* [Exercise data]:
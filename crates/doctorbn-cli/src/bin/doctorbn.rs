//! DoctorBN CLI - inspect Bayesian networks and check decision scenarios
//!
//! Usage:
//!   doctorbn <file>                         # Summarize a .bif or .net network
//!   doctorbn <file> -o json                 # Summary as JSON
//!   doctorbn <file> --scenario <json>       # Also validate a scenario against it

use std::path::Path;
use std::process;
use std::sync::Arc;

use clap::Parser;
use doctorbn_core::service::{network_summary, NetworkSummary};
use doctorbn_core::{parse_network, AdvisorConfig, NetworkFormat, Scenario, ScenarioSpec};
use tracing_subscriber::EnvFilter;

#[derive(Parser)]
#[command(name = "doctorbn")]
#[command(version)]
#[command(about = "DoctorBN - decision support over discrete Bayesian networks")]
#[command(long_about = "Load a BIF or Hugin NET network, summarize it and validate scenarios against it")]
struct Cli {
    /// Input network file (.bif or .net)
    #[arg(value_name = "FILE")]
    file: String,

    /// Network format; guessed from the file extension when omitted
    #[arg(short, long, value_name = "FORMAT")]
    format: Option<NetworkFormat>,

    /// Output format: summary or json
    #[arg(short, long, default_value = "summary", value_name = "FORMAT")]
    output: String,

    /// Scenario JSON (evidence, targets, goals, goalDirections) to validate
    #[arg(short, long, value_name = "FILE")]
    scenario: Option<String>,

    /// Advisor configuration JSON; defaults are used when omitted
    #[arg(short, long, value_name = "FILE")]
    config: Option<String>,

    /// Log engine activity to stderr (RUST_LOG overrides)
    #[arg(short, long)]
    verbose: bool,
}

fn main() {
    let cli = Cli::parse();
    init_logging(cli.verbose);

    let format = match cli.format.or_else(|| guess_format(&cli.file)) {
        Some(f) => f,
        None => {
            eprintln!(
                "Cannot tell the format of '{}'; pass --format bif or --format net",
                cli.file
            );
            process::exit(2);
        }
    };

    let source = read_or_exit(&cli.file);
    let network = match parse_network(&source, format) {
        Ok(n) => Arc::new(n),
        Err(e) => {
            eprintln!("Error loading network: {}", e);
            process::exit(1);
        }
    };
    tracing::info!(variables = network.len(), %format, "network loaded");

    let config = match &cli.config {
        Some(path) => {
            let parsed: AdvisorConfig = parse_json_or_exit(path);
            match parsed.validate() {
                Ok(c) => c,
                Err(e) => {
                    eprintln!("Invalid configuration '{}': {}", path, e);
                    process::exit(1);
                }
            }
        }
        None => AdvisorConfig::default(),
    };

    let scenario = cli.scenario.as_ref().map(|path| {
        let spec: ScenarioSpec = parse_json_or_exit(path);
        match spec.into_scenario(network.clone()) {
            Ok(s) => s,
            Err(e) => {
                eprintln!("Invalid scenario '{}': {}", path, e);
                process::exit(1);
            }
        }
    });

    let summary = network_summary(&network);
    match cli.output.as_str() {
        "json" => {
            let report = serde_json::json!({
                "network": summary,
                "scenario": scenario.as_ref().map(|s| scenario_json(s, &config)),
            });
            match serde_json::to_string_pretty(&report) {
                Ok(json) => println!("{}", json),
                Err(e) => {
                    eprintln!("Error serializing to JSON: {}", e);
                    process::exit(1);
                }
            }
        }
        "summary" => {
            print_summary(&cli.file, &summary);
            if let Some(s) = &scenario {
                print_scenario(s, &config);
            }
        }
        other => {
            eprintln!("Unknown output format '{}'; use summary or json", other);
            process::exit(2);
        }
    }
}

fn init_logging(verbose: bool) {
    let default = if verbose { "debug" } else { "warn" };
    let filter = EnvFilter::try_from_default_env().unwrap_or_else(|_| EnvFilter::new(default));
    tracing_subscriber::fmt()
        .with_env_filter(filter)
        .with_writer(std::io::stderr)
        .with_target(false)
        .init();
}

fn guess_format(file: &str) -> Option<NetworkFormat> {
    Path::new(file)
        .extension()
        .and_then(|ext| ext.to_str())
        .and_then(NetworkFormat::from_extension)
}

fn read_or_exit(path: &str) -> String {
    match std::fs::read_to_string(path) {
        Ok(s) => s,
        Err(e) => {
            eprintln!("Error reading file '{}': {}", path, e);
            process::exit(1);
        }
    }
}

fn parse_json_or_exit<T: serde::de::DeserializeOwned>(path: &str) -> T {
    let text = read_or_exit(path);
    match serde_json::from_str(&text) {
        Ok(v) => v,
        Err(e) => {
            eprintln!("Error parsing JSON '{}': {}", path, e);
            process::exit(1);
        }
    }
}

fn combinations(scenario: &Scenario) -> usize {
    scenario
        .targets()
        .iter()
        .filter_map(|t| scenario.network().states(t))
        .map(|s| s.len())
        .product()
}

fn scenario_json(scenario: &Scenario, config: &AdvisorConfig) -> serde_json::Value {
    serde_json::json!({
        "evidence": scenario.evidence(),
        "targets": scenario.targets(),
        "goals": scenario.goals(),
        "combinations": combinations(scenario),
        "maxCombinations": config.ranking.max_combinations,
    })
}

fn print_summary(file: &str, summary: &NetworkSummary) {
    println!(
        "Network '{}' ({}): {} variables, {} edges",
        summary.name.as_deref().unwrap_or("unnamed"),
        file,
        summary.variables.len(),
        summary.edges.len()
    );
    for variable in &summary.variables {
        let states = summary
            .states
            .get(variable)
            .map(|s| s.join(", "))
            .unwrap_or_default();
        let parents: Vec<&str> = summary
            .edges
            .iter()
            .filter(|(_, child)| child == variable)
            .map(|(parent, _)| parent.as_str())
            .collect();
        match summary.labels.get(variable) {
            Some(label) => println!("  {} \"{}\" {{ {} }}", variable, label, states),
            None => println!("  {} {{ {} }}", variable, states),
        }
        if !parents.is_empty() {
            println!("    parents: {}", parents.join(", "));
        }
    }
}

fn print_scenario(scenario: &Scenario, config: &AdvisorConfig) {
    println!("Scenario OK");
    for (variable, state) in scenario.evidence() {
        println!("  evidence {} = {}", variable, state);
    }
    for goal in scenario.goals() {
        println!("  goal {} {} = {}", goal.direction, goal.variable, goal.state);
    }
    let combos = combinations(scenario);
    println!(
        "  targets: [{}] ({} combinations, limit {})",
        scenario.targets().join(", "),
        combos,
        config.ranking.max_combinations
    );
    if combos > config.ranking.max_combinations {
        println!("  warning: ranking this scenario would exceed the combination limit");
    }
}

* [Problem to work on]:
An answer is complete only when it holds every line above containing the string "verbose".

* [Solution]:
    verbose: bool,
    init_logging(cli.verbose);
fn init_logging(verbose: bool) {
    let default = if verbose { "debug" } else { "warn" };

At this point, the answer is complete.